Stored items
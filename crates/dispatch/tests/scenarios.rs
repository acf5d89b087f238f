//! End-to-end dispatch scenarios across validators, rules and plugins.

use std::sync::Arc;
use std::sync::atomic::{AtomicUsize, Ordering};
use std::time::Duration;

use async_trait::async_trait;
use tarpc::context::Context;
use tokio::net::TcpListener;
use toolwarden_config::{AppConfig, PredicateConfig};
use toolwarden_core::{CallContext, Decision, EventContext, PluginError, Predicate};
use toolwarden_dispatch::{DispatchError, DispatchOptions, Dispatcher, ValidatorRegistry};
use toolwarden_plugins::native::NativeValidator;
use toolwarden_plugins::{
    NativePlugin, Plugin, PluginEntry, PluginInfo, PluginRegistry, PluginRegistryValidator, PluginRequest,
    PluginResponse, PluginService, PredicateMatcher, Transport, serve_connection,
};

/// Blocks any command containing one of its patterns.
struct Blocklist;

const DEFAULT_BLOCKED: &[&str] = &["rm -rf /", "mkfs", ":(){ :|:& };:"];

impl NativeValidator for Blocklist {
    fn info(&self) -> PluginInfo {
        PluginInfo {
            name: "blocklist".into(),
            version: "1.0.0".into(),
            description: "Blocks known destructive commands".into(),
            ..PluginInfo::default()
        }
    }

    fn validate(&self, request: &PluginRequest) -> Option<PluginResponse> {
        let command = request.command.as_deref().unwrap_or_default();
        Some(
            match DEFAULT_BLOCKED.iter().find(|p| command.contains(*p)) {
                Some(pattern) => {
                    let mut response =
                        PluginResponse::block(format!("Command matches blocked pattern '{pattern}'"));
                    response.error_code = "BLOCKED_COMMAND".into();
                    response
                }
                None => PluginResponse::pass(),
            },
        )
    }
}

/// Passes everything.
struct Quiet;

impl NativeValidator for Quiet {
    fn info(&self) -> PluginInfo {
        PluginInfo {
            name: "quiet".into(),
            version: "0.1.0".into(),
            ..PluginInfo::default()
        }
    }

    fn validate(&self, _request: &PluginRequest) -> Option<PluginResponse> {
        Some(PluginResponse::pass())
    }
}

toolwarden_plugins::declare_plugin_vtable!(BLOCKLIST, Blocklist, Blocklist);
toolwarden_plugins::declare_plugin_vtable!(QUIET, Quiet, Quiet);

fn tools(names: &[&str]) -> PredicateMatcher {
    PredicateMatcher::compile(
        "scenario",
        &PredicateConfig {
            tool_types: names.iter().map(|s| s.to_string()).collect(),
            ..Default::default()
        },
    )
    .unwrap()
}

fn dispatcher_over(plugins: Arc<PluginRegistry>, options: DispatchOptions) -> Dispatcher {
    let validator =
        PluginRegistryValidator::new(plugins).with_concurrency(options.plugin_concurrency());
    let predicate = validator.predicate();
    let mut registry = ValidatorRegistry::new();
    registry.register(Arc::new(validator), predicate);
    Dispatcher::new(registry, options)
}

#[tokio::test]
async fn destructive_command_is_blocked_by_plugin() {
    let plugins = Arc::new(PluginRegistry::new());
    let plugin = NativePlugin::from_vtable("blocklist", &BLOCKLIST).unwrap();
    plugins.register(PluginEntry::new(
        "blocklist",
        Transport::Native,
        Arc::new(plugin),
        tools(&["Bash"]),
    ));

    let dispatcher = dispatcher_over(plugins, DispatchOptions::default());
    let verdict = dispatcher
        .dispatch(&CallContext::background(), &EventContext::bash("rm -rf /"))
        .await
        .unwrap();

    assert_eq!(verdict.decision, Decision::Block);
    assert!(verdict.message().contains("rm -rf /"));
    assert_eq!(verdict.result.reference.as_deref(), Some("BLOCKED_COMMAND"));
    assert_eq!(
        verdict.result.details.get("plugin").map(String::as_str),
        Some("blocklist")
    );
}

#[tokio::test]
async fn destructive_command_is_blocked_by_builtins_and_plugin() {
    let plugins = Arc::new(PluginRegistry::new());
    let plugin = NativePlugin::from_vtable("blocklist", &BLOCKLIST).unwrap();
    plugins.register(PluginEntry::new(
        "blocklist",
        Transport::Native,
        Arc::new(plugin),
        tools(&["Bash"]),
    ));

    let build = toolwarden_dispatch::DispatcherFactory::new(AppConfig::default())
        .build(&CallContext::background())
        .await;
    let mut registry = ValidatorRegistry::new();
    for validator in build.dispatcher.registry().validators() {
        if validator.name() == "shell.dangerous_commands" {
            registry.register(validator.clone(), Predicate::always());
        }
    }
    let plugin_validator = PluginRegistryValidator::new(plugins);
    let predicate = plugin_validator.predicate();
    registry.register(Arc::new(plugin_validator), predicate);

    let dispatcher = Dispatcher::new(registry, DispatchOptions::default());
    let verdict = dispatcher
        .dispatch(&CallContext::background(), &EventContext::bash("rm -rf /"))
        .await
        .unwrap();
    assert!(verdict.is_blocked());
    // Registration order decides which block is reported.
    assert_eq!(verdict.blocked_by.as_deref(), Some("shell.dangerous_commands"));
}

#[tokio::test]
async fn shell_event_selects_one_of_two_plugins() {
    let plugins = Arc::new(PluginRegistry::new());
    plugins.register(PluginEntry::new(
        "shell-only",
        Transport::Native,
        Arc::new(NativePlugin::from_vtable("shell-only", &QUIET).unwrap()),
        tools(&["Bash"]),
    ));
    plugins.register(PluginEntry::new(
        "write-only",
        Transport::Native,
        Arc::new(NativePlugin::from_vtable("write-only", &BLOCKLIST).unwrap()),
        tools(&["Write"]),
    ));

    let event = EventContext::bash("ls -la");
    let applicable = plugins.applicable_for(&event);
    assert_eq!(applicable.len(), 1);
    assert_eq!(applicable[0].name, "shell-only");

    let verdict = dispatcher_over(plugins, DispatchOptions::default())
        .dispatch(&CallContext::background(), &event)
        .await
        .unwrap();
    assert_eq!(verdict.decision, Decision::Allow);
}

#[derive(Clone)]
struct SlowPlugin;

impl PluginService for SlowPlugin {
    async fn info(self, _: Context) -> PluginInfo {
        PluginInfo {
            name: "slow".into(),
            version: "1.0.0".into(),
            ..PluginInfo::default()
        }
    }

    async fn validate(
        self,
        _: Context,
        _request: toolwarden_plugins::RpcRequest,
    ) -> PluginResponse {
        tokio::time::sleep(Duration::from_secs(10)).await;
        PluginResponse::pass()
    }
}

#[tokio::test]
async fn slow_rpc_plugin_hits_caller_deadline() {
    let listener = TcpListener::bind("127.0.0.1:0").await.unwrap();
    let address = listener.local_addr().unwrap();
    tokio::spawn(async move {
        while let Ok((stream, _)) = listener.accept().await {
            tokio::spawn(serve_connection(stream, SlowPlugin));
        }
    });

    let config = AppConfig::from_toml_str(&format!(
        "[[plugins.entries]]\nname = \"slow\"\ntype = \"rpc\"\naddress = \"{address}\"\ntimeout_ms = 30000\n"
    ))
    .unwrap();
    let plugins = Arc::new(PluginRegistry::with_default_loaders(
        Default::default(),
        Duration::from_secs(5),
    ));
    let errors = plugins
        .load_all(&CallContext::background(), &config.plugins)
        .await;
    assert!(errors.is_empty(), "{errors:?}");

    let options = DispatchOptions {
        parallel: true,
        ..DispatchOptions::default()
    };
    let dispatcher = dispatcher_over(plugins.clone(), options);
    let cx = CallContext::with_timeout(Duration::from_millis(200));
    let started = std::time::Instant::now();
    let err = dispatcher
        .dispatch(&cx, &EventContext::bash("ls"))
        .await
        .unwrap_err();

    assert_eq!(err, DispatchError::DeadlineExceeded);
    assert!(started.elapsed() < Duration::from_secs(5));
    assert!(dispatcher.close().await.is_empty());
}

/// Records how many instances are inside `validate` at the same moment.
struct Busy {
    info: PluginInfo,
    running: Arc<AtomicUsize>,
    peak: Arc<AtomicUsize>,
}

#[async_trait]
impl Plugin for Busy {
    fn info(&self) -> &PluginInfo {
        &self.info
    }

    async fn validate(
        &self,
        _cx: &CallContext,
        _request: PluginRequest,
    ) -> Result<PluginResponse, PluginError> {
        let now = self.running.fetch_add(1, Ordering::SeqCst) + 1;
        self.peak.fetch_max(now, Ordering::SeqCst);
        tokio::time::sleep(Duration::from_millis(30)).await;
        self.running.fetch_sub(1, Ordering::SeqCst);
        Ok(PluginResponse::pass())
    }
}

async fn plugin_peak(options: DispatchOptions) -> usize {
    let plugins = Arc::new(PluginRegistry::new());
    let running = Arc::new(AtomicUsize::new(0));
    let peak = Arc::new(AtomicUsize::new(0));
    for i in 0..6 {
        let name = format!("busy-{i}");
        let plugin = Busy {
            info: PluginInfo {
                name: name.clone(),
                version: "1.0.0".into(),
                ..PluginInfo::default()
            },
            running: running.clone(),
            peak: peak.clone(),
        };
        plugins.register(PluginEntry::new(
            name,
            Transport::Subprocess,
            Arc::new(plugin),
            tools(&[]),
        ));
    }

    let verdict = dispatcher_over(plugins, options)
        .dispatch(&CallContext::background(), &EventContext::bash("ls"))
        .await
        .unwrap();
    assert_eq!(verdict.decision, Decision::Allow);
    peak.load(Ordering::SeqCst)
}

#[tokio::test]
async fn sequential_mode_runs_plugins_one_at_a_time() {
    let options = DispatchOptions {
        parallel: false,
        ..DispatchOptions::default()
    };
    assert_eq!(plugin_peak(options).await, 1);
}

#[tokio::test]
async fn parallel_plugins_share_the_io_bound() {
    let options = DispatchOptions {
        parallel: true,
        cpu_workers: 4,
        io_workers: 2,
        validator_timeout: None,
    };
    assert_eq!(plugin_peak(options).await, 2);
}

**ABOUT THIS TASK**. Set down, exactly as they appear, the lines above from the first one to the line that holds "fn validate(&self, _request: &PluginRequest)", both included, please, and no others.

**SOLVED PROBLEM**.
filename crates/dispatch/tests/scenarios.rs
repository acf5d89b087f238f
//! End-to-end dispatch scenarios across validators, rules and plugins.

use std::sync::Arc;
use std::sync::atomic::{AtomicUsize, Ordering};
use std::time::Duration;

use async_trait::async_trait;
use tarpc::context::Context;
use tokio::net::TcpListener;
use toolwarden_config::{AppConfig, PredicateConfig};
use toolwarden_core::{CallContext, Decision, EventContext, PluginError, Predicate};
use toolwarden_dispatch::{DispatchError, DispatchOptions, Dispatcher, ValidatorRegistry};
use toolwarden_plugins::native::NativeValidator;
use toolwarden_plugins::{
    NativePlugin, Plugin, PluginEntry, PluginInfo, PluginRegistry, PluginRegistryValidator, PluginRequest,
    PluginResponse, PluginService, PredicateMatcher, Transport, serve_connection,
};

/// Blocks any command containing one of its patterns.
struct Blocklist;

const DEFAULT_BLOCKED: &[&str] = &["rm -rf /", "mkfs", ":(){ :|:& };:"];

impl NativeValidator for Blocklist {
    fn info(&self) -> PluginInfo {
        PluginInfo {
            name: "blocklist".into(),
            version: "1.0.0".into(),
            description: "Blocks known destructive commands".into(),
            ..PluginInfo::default()
        }
    }

    fn validate(&self, request: &PluginRequest) -> Option<PluginResponse> {
        let command = request.command.as_deref().unwrap_or_default();
        Some(
            match DEFAULT_BLOCKED.iter().find(|p| command.contains(*p)) {
                Some(pattern) => {
                    let mut response =
                        PluginResponse::block(format!("Command matches blocked pattern '{pattern}'"));
                    response.error_code = "BLOCKED_COMMAND".into();
                    response
                }
                None => PluginResponse::pass(),
            },
        )
    }
}

/// Passes everything.
struct Quiet;

impl NativeValidator for Quiet {
    fn info(&self) -> PluginInfo {
        PluginInfo {
            name: "quiet".into(),
            version: "0.1.0".into(),
            ..PluginInfo::default()
        }
    }

    fn validate(&self, _request: &PluginRequest) -> Option<PluginResponse> {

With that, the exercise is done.